◆ Directions for this task: Return, from the material below, each line in which "instr" occurs.

◆ Source data:
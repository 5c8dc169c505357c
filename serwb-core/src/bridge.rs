//! Bounded queues between the bus domain and the line domain.
//!
//! One queue per direction, each `depth` words deep. The line domain only
//! polls the transmit queue (it must produce a word every clock and falls
//! back to idle fill) and reserves space before decoding into the receive
//! queue, so a slow bus domain stalls the line instead of losing words.

use tokio::sync::mpsc;
use tokio::sync::mpsc::error::TryRecvError;

use crate::code::LinkWord;

/// Default queue depth per direction.
pub const DEFAULT_DEPTH: usize = 16;

// ── WordSource ───────────────────────────────────────────────────

/// Anything the transmitter can pull payload words from.
///
/// `None` means nothing is pending this clock; the transmitter then sends
/// idle fill.
pub trait WordSource {
    fn pull(&mut self) -> Option<LinkWord>;
}

impl WordSource for mpsc::Receiver<LinkWord> {
    fn pull(&mut self) -> Option<LinkWord> {
        match self.try_recv() {
            Ok(word) => Some(word),
            Err(TryRecvError::Empty | TryRecvError::Disconnected) => None,
        }
    }
}

/// A source with nothing to send.
#[derive(Debug, Clone, Copy, Default)]
pub struct Idle;

impl WordSource for Idle {
    fn pull(&mut self) -> Option<LinkWord> {
        None
    }
}

// ── ClockDomainBridge ────────────────────────────────────────────

/// A received data word with the datapath generation it was decoded in.
#[derive(Debug, Clone, Copy, PartialEq, Eq)]
pub struct RxWord {
    pub generation: u64,
    pub word: LinkWord,
}

/// Line-domain ends of the bridge.
#[derive(Debug)]
pub struct LineSide {
    /// Words to transmit, pulled once per line clock.
    pub tx: mpsc::Receiver<LinkWord>,
    /// Received data words towards the bus domain.
    pub rx: mpsc::Sender<RxWord>,
}

impl LineSide {
    /// Discard everything queued for transmission.
    pub fn flush_tx(&mut self) -> usize {
        let mut n = 0;
        while self.tx.try_recv().is_ok() {
            n += 1;
        }
        n
    }
}

/// Bus-domain ends of the bridge.
#[derive(Debug)]
pub struct BusSide {
    pub tx: mpsc::Sender<LinkWord>,
    pub rx: mpsc::Receiver<RxWord>,
}

pub struct ClockDomainBridge;

impl ClockDomainBridge {
    #[allow(clippy::new_ret_no_self)]
    pub fn new(depth: usize) -> (LineSide, BusSide) {
        let (tx_in, tx_out) = mpsc::channel(depth);
        let (rx_in, rx_out) = mpsc::channel(depth);
        (
            LineSide {
                tx: tx_out,
                rx: rx_in,
            },
            BusSide {
                tx: tx_in,
                rx: rx_out,
            },
        )
    }
}
use std::sync::Arc;

use chrono::Duration;

use hearth_db::Store;
use hearth_social::{MessagingGateway, RelationshipEngine};

use crate::session::SessionKeys;

pub type AppState = Arc<AppStateInner>;

pub struct AppStateInner {
    pub store: Arc<dyn Store>,
    pub relationships: RelationshipEngine,
    pub messaging: MessagingGateway,
    pub sessions: SessionKeys,
}

impl AppStateInner {
    pub fn new(store: Arc<dyn Store>, jwt_secret: &str, session_ttl: Duration) -> AppState {
        let relationships = RelationshipEngine::new(store.clone());
        let messaging = MessagingGateway::new(store.clone(), relationships.clone());
        Arc::new(Self {
            store,
            relationships,
            messaging,
            sessions: SessionKeys::new(jwt_secret, session_ttl),
        })
    }
}
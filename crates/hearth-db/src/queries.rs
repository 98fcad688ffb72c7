use chrono::{DateTime, Utc};
use rusqlite::{Connection, Row};
use uuid::Uuid;

use hearth_types::models::{FriendRequest, FriendRequestStatus, Message, PairKey, UserRecord};

use crate::Database;
use crate::models::{
    Credentials, FriendRequestRow, MessageRow, UserRow, fold_username, format_timestamp,
};
use crate::store::{FriendRequestStore, IdentityStore, MessageStore, StoreError, StoreResult};

const USER_COLUMNS: &str = "id, username, email, created_at";
const FRIEND_REQUEST_COLUMNS: &str =
    "id, from_user_id, to_user_id, status, created_at, responded_at";
const MESSAGE_COLUMNS: &str = "id, from_user_id, to_user_id, content, created_at";

// -- Users --

impl IdentityStore for Database {
    fn create_user(&self, user: &UserRecord, password_hash: &str) -> StoreResult<()> {
        self.with_conn(|conn| {
            conn.execute(
                "INSERT INTO users (id, username, username_folded, email, password, created_at)
                 VALUES (?1, ?2, ?3, ?4, ?5, ?6)",
                rusqlite::params![
                    user.id.to_string(),
                    user.username,
                    fold_username(&user.username),
                    user.email,
                    password_hash,
                    format_timestamp(&user.created_at),
                ],
            )?;
            Ok(())
        })
    }

    fn user_by_id(&self, id: Uuid) -> StoreResult<Option<UserRecord>> {
        self.with_conn(|conn| query_user(conn, "id", &id.to_string()))
    }

    fn user_by_email(&self, email: &str) -> StoreResult<Option<UserRecord>> {
        self.with_conn(|conn| query_user(conn, "email", email))
    }

    fn user_by_username(&self, username: &str) -> StoreResult<Option<UserRecord>> {
        self.with_conn(|conn| query_user(conn, "username", username))
    }

    fn credentials_by_email(&self, email: &str) -> StoreResult<Option<Credentials>> {
        self.with_conn(|conn| {
            let found = conn
                .query_row(
                    &format!("SELECT {USER_COLUMNS}, password FROM users WHERE email = ?1"),
                    [email],
                    |row| Ok((user_row(row)?, row.get::<_, String>(4)?)),
                )
                .optional()?;

            found
                .map(|(row, password_hash)| {
                    Ok::<_, StoreError>(Credentials {
                        user: UserRecord::try_from(row)?,
                        password_hash,
                    })
                })
                .transpose()
        })
    }

    fn search_users(&self, query: &str) -> StoreResult<Vec<UserRecord>> {
        self.with_conn(|conn| {
            // instr() rather than LIKE so '%' and '_' in the query are literal
            let mut stmt = conn.prepare(&format!(
                "SELECT {USER_COLUMNS} FROM users
                 WHERE instr(username_folded, ?1) > 0
                 ORDER BY username"
            ))?;

            let rows = stmt
                .query_map([fold_username(query)], user_row)?
                .collect::<Result<Vec<_>, _>>()?;

            rows.into_iter().map(UserRecord::try_from).collect()
        })
    }
}

// -- Friend requests --

impl FriendRequestStore for Database {
    fn open_friend_request(&self, request: &FriendRequest) -> StoreResult<()> {
        let pair = request.pair();
        let low = pair.low.to_string();
        let high = pair.high.to_string();

        self.with_conn_mut(|conn| {
            let tx = conn.transaction()?;

            tx.execute(
                "DELETE FROM friend_requests
                 WHERE user_low = ?1 AND user_high = ?2 AND status = 'rejected'",
                (&low, &high),
            )?;

            // UNIQUE(user_low, user_high) turns a pending/accepted duplicate into Conflict
            tx.execute(
                "INSERT INTO friend_requests
                    (id, from_user_id, to_user_id, user_low, user_high, status, created_at)
                 VALUES (?1, ?2, ?3, ?4, ?5, ?6, ?7)",
                rusqlite::params![
                    request.id.to_string(),
                    request.from_user_id.to_string(),
                    request.to_user_id.to_string(),
                    low,
                    high,
                    request.status.as_str(),
                    format_timestamp(&request.created_at),
                ],
            )?;

            tx.commit()?;
            Ok(())
        })
    }

    fn friend_request(&self, id: Uuid) -> StoreResult<Option<FriendRequest>> {
        self.with_conn(|conn| query_friend_request_by_id(conn, &id.to_string()))
    }

    fn friend_request_between(&self, a: Uuid, b: Uuid) -> StoreResult<Option<FriendRequest>> {
        let pair = PairKey::new(a, b);
        self.with_conn(|conn| {
            conn.query_row(
                &format!(
                    "SELECT {FRIEND_REQUEST_COLUMNS} FROM friend_requests
                     WHERE user_low = ?1 AND user_high = ?2"
                ),
                (pair.low.to_string(), pair.high.to_string()),
                friend_request_row,
            )
            .optional()?
            .map(FriendRequest::try_from)
            .transpose()
        })
    }

    fn friend_requests_for(&self, user_id: Uuid) -> StoreResult<Vec<FriendRequest>> {
        self.with_conn(|conn| {
            let mut stmt = conn.prepare(&format!(
                "SELECT {FRIEND_REQUEST_COLUMNS} FROM friend_requests
                 WHERE from_user_id = ?1 OR to_user_id = ?1
                 ORDER BY created_at"
            ))?;

            let rows = stmt
                .query_map([user_id.to_string()], friend_request_row)?
                .collect::<Result<Vec<_>, _>>()?;

            rows.into_iter().map(FriendRequest::try_from).collect()
        })
    }

    fn incoming_pending(&self, user_id: Uuid) -> StoreResult<Vec<FriendRequest>> {
        self.with_conn(|conn| {
            let mut stmt = conn.prepare(&format!(
                "SELECT {FRIEND_REQUEST_COLUMNS} FROM friend_requests
                 WHERE to_user_id = ?1 AND status = 'pending'
                 ORDER BY created_at"
            ))?;

            let rows = stmt
                .query_map([user_id.to_string()], friend_request_row)?
                .collect::<Result<Vec<_>, _>>()?;

            rows.into_iter().map(FriendRequest::try_from).collect()
        })
    }

    fn resolve_friend_request(
        &self,
        id: Uuid,
        status: FriendRequestStatus,
        responded_at: DateTime<Utc>,
    ) -> StoreResult<Option<FriendRequest>> {
        let id = id.to_string();
        self.with_conn_mut(|conn| {
            let tx = conn.transaction()?;

            let changed = tx.execute(
                "UPDATE friend_requests SET status = ?1, responded_at = ?2
                 WHERE id = ?3 AND status = 'pending'",
                (status.as_str(), format_timestamp(&responded_at), &id),
            )?;

            if changed == 0 {
                return Ok(None);
            }

            let updated = query_friend_request_by_id(&tx, &id)?;
            tx.commit()?;
            Ok(updated)
        })
    }
}

// -- Messages --

impl MessageStore for Database {
    fn insert_message(&self, message: &Message) -> StoreResult<()> {
        let pair = message.pair();
        self.with_conn(|conn| {
            conn.execute(
                "INSERT INTO messages
                    (id, from_user_id, to_user_id, user_low, user_high, content, created_at)
                 VALUES (?1, ?2, ?3, ?4, ?5, ?6, ?7)",
                rusqlite::params![
                    message.id.to_string(),
                    message.from_user_id.to_string(),
                    message.to_user_id.to_string(),
                    pair.low.to_string(),
                    pair.high.to_string(),
                    message.content,
                    format_timestamp(&message.created_at),
                ],
            )?;
            Ok(())
        })
    }

    fn messages_between(&self, a: Uuid, b: Uuid) -> StoreResult<Vec<Message>> {
        let pair = PairKey::new(a, b);
        self.with_conn(|conn| {
            let mut stmt = conn.prepare(&format!(
                "SELECT {MESSAGE_COLUMNS} FROM messages
                 WHERE user_low = ?1 AND user_high = ?2
                 ORDER BY created_at ASC, seq ASC"
            ))?;

            let rows = stmt
                .query_map((pair.low.to_string(), pair.high.to_string()), |row| {
                    Ok(MessageRow {
                        id: row.get(0)?,
                        from_user_id: row.get(1)?,
                        to_user_id: row.get(2)?,
                        content: row.get(3)?,
                        created_at: row.get(4)?,
                    })
                })?
                .collect::<Result<Vec<_>, _>>()?;

            rows.into_iter().map(Message::try_from).collect()
        })
    }
}

fn query_user(conn: &Connection, column: &str, value: &str) -> StoreResult<Option<UserRecord>> {
    let mut stmt = conn.prepare(&format!(
        "SELECT {USER_COLUMNS} FROM users WHERE {column} = ?1"
    ))?;

    stmt.query_row([value], user_row)
        .optional()?
        .map(UserRecord::try_from)
        .transpose()
}

fn query_friend_request_by_id(conn: &Connection, id: &str) -> StoreResult<Option<FriendRequest>> {
    conn.query_row(
        &format!("SELECT {FRIEND_REQUEST_COLUMNS} FROM friend_requests WHERE id = ?1"),
        [id],
        friend_request_row,
    )
    .optional()?
    .map(FriendRequest::try_from)
    .transpose()
}

fn user_row(row: &Row<'_>) -> rusqlite::Result<UserRow> {
    Ok(UserRow {
        id: row.get(0)?,
        username: row.get(1)?,
        email: row.get(2)?,
        created_at: row.get(3)?,
    })
}

fn friend_request_row(row: &Row<'_>) -> rusqlite::Result<FriendRequestRow> {
    Ok(FriendRequestRow {
        id: row.get(0)?,
        from_user_id: row.get(1)?,
        to_user_id: row.get(2)?,
        status: row.get(3)?,
        created_at: row.get(4)?,
        responded_at: row.get(5)?,
    })
}

/// Extension trait for optional query results
trait OptionalExt<T> {
    fn optional(self) -> StoreResult<Option<T>>;
}

impl<T> OptionalExt<T> for Result<T, rusqlite::Error> {
    fn optional(self) -> StoreResult<Option<T>> {
        match self {
            Ok(val) => Ok(Some(val)),
            Err(rusqlite::Error::QueryReturnedNoRows) => Ok(None),
            Err(e) => Err(StoreError::from(e)),
        }
    }
}
mod config;

use std::sync::Arc;

use tower_http::cors::CorsLayer;
use tower_http::trace::TraceLayer;
use tracing::info;

use hearth_api::AppStateInner;
use hearth_db::{Database, MemoryStore, Store};

use crate::config::{Config, StoreKind};

#[tokio::main]
async fn main() -> anyhow::Result<()> {
    // Load .env if present
    let _ = dotenvy::dotenv();

    // Init logging
    tracing_subscriber::fmt()
        .with_env_filter(
            tracing_subscriber::EnvFilter::try_from_default_env()
                .unwrap_or_else(|_| "hearth=debug,tower_http=debug".into()),
        )
        .init();

    let config = Config::from_env()?;

    // The store handle lives for the whole process and is shared by every handler
    let store: Arc<dyn Store> = match config.store {
        StoreKind::Sqlite => Arc::new(Database::open(&config.db_path)?),
        StoreKind::Memory => {
            info!("Using in-memory store; data is lost on shutdown");
            Arc::new(MemoryStore::new())
        }
    };

    let state = AppStateInner::new(store, &config.jwt_secret, config.session_ttl);

    let app = hearth_api::router(state)
        .layer(CorsLayer::permissive())
        .layer(TraceLayer::new_for_http());

    info!("Hearth server listening on {}", config.addr);
    info!("Sessions last {} hours", config.session_ttl.num_hours());

    let listener = tokio::net::TcpListener::bind(config.addr).await?;
    axum::serve(listener, app)
        .with_graceful_shutdown(shutdown_signal())
        .await?;

    info!("Server stopped");
    Ok(())
}

async fn shutdown_signal() {
    let ctrl_c = tokio::signal::ctrl_c();
    #[cfg(unix)]
    {
        match tokio::signal::unix::signal(tokio::signal::unix::SignalKind::terminate()) {
            Ok(mut sigterm) => {
                tokio::select! {
                    _ = ctrl_c => info!("Received Ctrl+C, shutting down..."),
                    _ = sigterm.recv() => info!("Received SIGTERM, shutting down..."),
                }
            }
            Err(e) => {
                tracing::warn!("SIGTERM handler unavailable: {}", e);
                ctrl_c.await.ok();
                info!("Received Ctrl+C, shutting down...");
            }
        }
    }
    #[cfg(not(unix))]
    {
        ctrl_c.await.ok();
        info!("Received Ctrl+C, shutting down...");
    }
}
use axum::{
    Json, Router, middleware,
    routing::{get, post},
};
use serde_json::{Value, json};

use crate::middleware::require_auth;
use crate::state::AppState;
use crate::{auth, friends, messages, users};

/// Every route, with authentication applied to all but the public ones.
/// Transport layers (CORS, tracing) are added by the binary.
pub fn router(state: AppState) -> Router {
    let public_routes = Router::new()
        .route("/health", get(health))
        .route("/auth/register", post(auth::register))
        .route("/auth/login", post(auth::login))
        .route("/auth/logout", post(auth::logout));

    let protected_routes = Router::new()
        .route("/auth/me", get(auth::me))
        .route("/friends", get(friends::list_friends))
        .route("/friends/request", post(friends::send_request))
        .route("/friends/requests", get(friends::list_requests))
        .route("/friends/respond", post(friends::respond))
        .route("/users/search", get(users::search))
        .route("/users/{id}", get(users::get_user))
        .route("/messages/send", post(messages::send_message))
        .route("/messages/{friend_id}", get(messages::get_messages))
        .route_layer(middleware::from_fn_with_state(state.clone(), require_auth));

    Router::new()
        .merge(public_routes)
        .merge(protected_routes)
        .with_state(state)
}

async fn health() -> Json<Value> {
    Json(json!({ "status": "ok" }))
}
pub mod api;
pub mod models;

◆ Your solution:
            // instr() rather than LIKE so '%' and '_' in the query are literal
                 WHERE instr(username_folded, ?1) > 0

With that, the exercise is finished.